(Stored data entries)

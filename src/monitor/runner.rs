//! Fixed-interval scheduling of monitor cycles
//!
//! At most one cycle runs at a time. A tick that arrives while a cycle is
//! still running is dropped. Stopping waits for the running cycle and then
//! flushes whatever history is still pending.

use std::sync::atomic::{AtomicBool, Ordering};
use std::sync::Arc;
use std::time::Duration;
use tokio::sync::{watch, Mutex};
use tokio::task::JoinHandle;
use tracing::{debug, error, info, warn};

use super::engine::{CycleReport, MonitorEngine};
use crate::error::{Result, SpikeError};
use crate::services::Metrics;

/// Held for the duration of a cycle; releases the flag on drop
struct InFlight(Arc<AtomicBool>);

impl InFlight {
    fn acquire(flag: &Arc<AtomicBool>) -> Option<Self> {
        flag.compare_exchange(false, true, Ordering::SeqCst, Ordering::SeqCst)
            .ok()
            .map(|_| Self(Arc::clone(flag)))
    }
}

impl Drop for InFlight {
    fn drop(&mut self) {
        self.0.store(false, Ordering::SeqCst);
    }
}

pub struct MonitorRunner {
    engine: Arc<MonitorEngine>,
    interval: Duration,
    metrics: Arc<Metrics>,
    running: Arc<AtomicBool>,
    in_flight: Arc<AtomicBool>,
    started_once: AtomicBool,
    stop_tx: watch::Sender<bool>,
    handle: Mutex<Option<JoinHandle<()>>>,
}

impl MonitorRunner {
    pub fn new(engine: Arc<MonitorEngine>, interval: Duration, metrics: Arc<Metrics>) -> Self {
        let (stop_tx, _) = watch::channel(false);
        Self {
            engine,
            interval,
            metrics,
            running: Arc::new(AtomicBool::new(false)),
            in_flight: Arc::new(AtomicBool::new(false)),
            started_once: AtomicBool::new(false),
            stop_tx,
            handle: Mutex::new(None),
        }
    }

    pub fn engine(&self) -> Arc<MonitorEngine> {
        Arc::clone(&self.engine)
    }

    pub fn is_running(&self) -> bool {
        self.running.load(Ordering::SeqCst)
    }

    /// Shared flag for health reporting
    pub fn running_flag(&self) -> Arc<AtomicBool> {
        Arc::clone(&self.running)
    }

    pub fn has_started(&self) -> bool {
        self.started_once.load(Ordering::SeqCst)
    }

    pub fn is_cycle_in_flight(&self) -> bool {
        self.in_flight.load(Ordering::SeqCst)
    }

    /// Run one cycle now unless another is in flight.
    ///
    /// Returns `None` when the cycle was skipped.
    pub async fn try_run_cycle(&self) -> Option<Result<CycleReport>> {
        run_guarded(&self.engine, &self.in_flight, &self.metrics).await
    }

    /// Start the tick loop; a second call is a no-op
    pub async fn start(&self) {
        if self.running.swap(true, Ordering::SeqCst) {
            debug!("Monitor loop already running");
            return;
        }
        self.started_once.store(true, Ordering::SeqCst);
        self.stop_tx.send_replace(false);

        info!("Starting monitor loop (interval: {:?})", self.interval);

        let engine = Arc::clone(&self.engine);
        let in_flight = Arc::clone(&self.in_flight);
        let metrics = Arc::clone(&self.metrics);
        let mut stop_rx = self.stop_tx.subscribe();
        let period = self.interval;

        let handle = tokio::spawn(async move {
            let mut ticker = tokio::time::interval(period);
            ticker.set_missed_tick_behavior(tokio::time::MissedTickBehavior::Skip);
            let mut current: Option<JoinHandle<()>> = None;

            loop {
                tokio::select! {
                    changed = stop_rx.changed() => {
                        if changed.is_err() || *stop_rx.borrow() {
                            break;
                        }
                    }
                    _ = ticker.tick() => {
                        let engine = Arc::clone(&engine);
                        let in_flight = Arc::clone(&in_flight);
                        let metrics = Arc::clone(&metrics);
                        let cycle = tokio::spawn(async move {
                            if let Some(Err(e)) = run_guarded(&engine, &in_flight, &metrics).await {
                                error!("Monitor cycle failed: {}", e);
                                Metrics::inc(&metrics.cycle_errors);
                            }
                        });
                        if let Some(previous) = current.replace(cycle) {
                            if !previous.is_finished() {
                                // still owns the guard; the new task will have skipped
                                current = Some(previous);
                            }
                        }
                    }
                }
            }

            if let Some(cycle) = current.take() {
                if let Err(e) = cycle.await {
                    error!("Monitor cycle task failed: {}", e);
                }
            }

            if engine.pending_changes().await > 0 {
                match engine.flush().await {
                    Ok(()) => info!("Final history flush complete"),
                    Err(e) => error!("Final history flush failed: {}", e),
                }
            }
            info!("Monitor loop stopped");
        });

        *self.handle.lock().await = Some(handle);
    }

    /// Stop the loop and wait for it to finish its final flush.
    ///
    /// Fails with `RestartInconsistency` if the loop was never started.
    pub async fn stop(&self) -> Result<()> {
        if !self.running.swap(false, Ordering::SeqCst) {
            return Err(SpikeError::RestartInconsistency(
                "monitor loop is not running".into(),
            ));
        }

        self.stop_tx.send_replace(true);
        if let Some(handle) = self.handle.lock().await.take() {
            if let Err(e) = handle.await {
                warn!("Monitor loop task ended abnormally: {}", e);
            }
        }
        Ok(())
    }
}

async fn run_guarded(
    engine: &MonitorEngine,
    in_flight: &Arc<AtomicBool>,
    metrics: &Metrics,
) -> Option<Result<CycleReport>> {
    let Some(_guard) = InFlight::acquire(in_flight) else {
        info!("Previous cycle still running, dropping tick");
        Metrics::inc(&metrics.cycles_skipped);
        return None;
    };
    Some(engine.run_cycle().await)
}

#[cfg(test)]
mod tests {
    use super::*;
    use crate::adapters::{MarketDataSource, RecordingTransport};
    use crate::domain::{ChainInfo, MarketQuote, Tracking};
    use crate::monitor::engine::EngineConfig;
    use crate::monitor::reminder::NotifyStore;
    use crate::notify::{Dispatcher, DispatcherConfig};
    use crate::persistence::{Cache, MemoryStore};
    use crate::testing::ScriptedMarketSource;
    use std::sync::atomic::AtomicUsize;

    /// Market whose every fetch takes `delay`, recording how many overlap
    struct SlowMarket {
        delay: Duration,
        inside: AtomicUsize,
        max_inside: AtomicUsize,
        calls: AtomicUsize,
    }

    impl SlowMarket {
        fn new(delay: Duration) -> Self {
            Self {
                delay,
                inside: AtomicUsize::new(0),
                max_inside: AtomicUsize::new(0),
                calls: AtomicUsize::new(0),
            }
        }
    }

    #[async_trait::async_trait]
    impl MarketDataSource for SlowMarket {
        async fn fetch_chunk(&self, _chain: &str, _addresses: &[String]) -> Result<Vec<MarketQuote>> {
            let inside = self.inside.fetch_add(1, Ordering::SeqCst) + 1;
            self.max_inside.fetch_max(inside, Ordering::SeqCst);
            self.calls.fetch_add(1, Ordering::SeqCst);
            tokio::time::sleep(self.delay).await;
            self.inside.fetch_sub(1, Ordering::SeqCst);
            Ok(Vec::new())
        }

        async fn lookup_chain_info(&self, _address: &str) -> Result<Option<ChainInfo>> {
            Ok(None)
        }
    }

    async fn runner(interval: Duration) -> (MonitorRunner, Arc<ScriptedMarketSource>, Arc<MemoryStore>, Arc<Metrics>) {
        let market = Arc::new(ScriptedMarketSource::new());
        market.set_quotes(vec![MarketQuote {
            chain_id: "solana".into(),
            address: "a".into(),
            symbol: Some("A".into()),
            price_change_m5: Some(1.0),
            volume_m5: None,
            market_cap: None,
        }]);
        let (runner, store, metrics) = runner_with(market.clone(), interval).await;
        (runner, market, store, metrics)
    }

    async fn runner_with(
        market: Arc<dyn MarketDataSource>,
        interval: Duration,
    ) -> (MonitorRunner, Arc<MemoryStore>, Arc<Metrics>) {
        let store = Arc::new(MemoryStore::new());
        let cache = Arc::new(Cache::new(store.clone(), 999));
        cache
            .mutate_user(1, |u| {
                u.status = true;
                u.tracking = Tracking::from_pairs([("solana", "a")]);
            })
            .await
            .unwrap();
        cache.rebuild_tracked_index().await.unwrap();

        let metrics = Arc::new(Metrics::new());
        let dispatcher = Arc::new(Dispatcher::new(
            Arc::new(RecordingTransport::new()),
            DispatcherConfig::default(),
            metrics.clone(),
        ));
        let engine = Arc::new(MonitorEngine::new(
            cache,
            market,
            dispatcher,
            Arc::new(NotifyStore::new()),
            EngineConfig {
                save_threshold: 50,
                max_save_delay: 100,
                ..EngineConfig::default()
            },
            metrics.clone(),
        ));
        (MonitorRunner::new(engine, interval, metrics.clone()), store, metrics)
    }

    #[tokio::test]
    async fn test_tick_dropped_while_cycle_in_flight() {
        let (runner, _market, _store, metrics) = runner(Duration::from_secs(60)).await;

        let guard = InFlight::acquire(&runner.in_flight).unwrap();
        assert!(runner.is_cycle_in_flight());
        assert!(runner.try_run_cycle().await.is_none());
        assert_eq!(Metrics::get(&metrics.cycles_skipped), 1);

        drop(guard);
        assert!(!runner.is_cycle_in_flight());
        assert!(runner.try_run_cycle().await.unwrap().is_ok());
        assert_eq!(Metrics::get(&metrics.cycles), 1);
    }

    #[tokio::test]
    async fn test_stop_without_start_is_inconsistent() {
        let (runner, _market, _store, _metrics) = runner(Duration::from_secs(60)).await;
        assert!(!runner.has_started());
        assert!(matches!(
            runner.stop().await,
            Err(SpikeError::RestartInconsistency(_))
        ));
    }

    #[tokio::test(start_paused = true)]
    async fn test_loop_runs_on_interval_and_flushes_on_stop() {
        let (runner, market, store, metrics) = runner(Duration::from_secs(60)).await;

        runner.start().await;
        runner.start().await;
        assert!(runner.is_running());

        // first tick fires immediately, then one per interval
        tokio::time::sleep(Duration::from_secs(125)).await;
        assert_eq!(market.requested().len(), 3);
        assert_eq!(Metrics::get(&metrics.cycles), 3);

        // second cycle's change is pending until the final flush
        market.set_quotes(vec![MarketQuote {
            chain_id: "solana".into(),
            address: "a".into(),
            symbol: Some("A".into()),
            price_change_m5: Some(2.0),
            volume_m5: None,
            market_cap: None,
        }]);
        tokio::time::sleep(Duration::from_secs(60)).await;

        runner.stop().await.unwrap();
        assert!(!runner.is_running());
        assert!(runner.has_started());
        assert_eq!(store.len("token_history"), 1);
    }

    #[tokio::test(start_paused = true)]
    async fn test_slow_cycles_never_overlap() {
        let market = Arc::new(SlowMarket::new(Duration::from_secs(150)));
        let (runner, _store, metrics) = runner_with(market.clone(), Duration::from_secs(60)).await;

        runner.start().await;
        tokio::time::sleep(Duration::from_secs(400)).await;

        assert_eq!(market.max_inside.load(Ordering::SeqCst), 1);
        assert!(market.calls.load(Ordering::SeqCst) >= 2);
        assert!(Metrics::get(&metrics.cycles_skipped) > 0);

        runner.stop().await.unwrap();
        assert_eq!(market.inside.load(Ordering::SeqCst), 0);
        assert_eq!(market.max_inside.load(Ordering::SeqCst), 1);
    }
}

#### Exercise goal
Search the records above for the string "load" and copy each line that holds it.

#### Response for this exercise
        self.running.load(Ordering::SeqCst)
        self.started_once.load(Ordering::SeqCst)
        self.in_flight.load(Ordering::SeqCst)
        assert_eq!(market.max_inside.load(Ordering::SeqCst), 1);
        assert!(market.calls.load(Ordering::SeqCst) >= 2);
        assert_eq!(market.inside.load(Ordering::SeqCst), 0);
        assert_eq!(market.max_inside.load(Ordering::SeqCst), 1);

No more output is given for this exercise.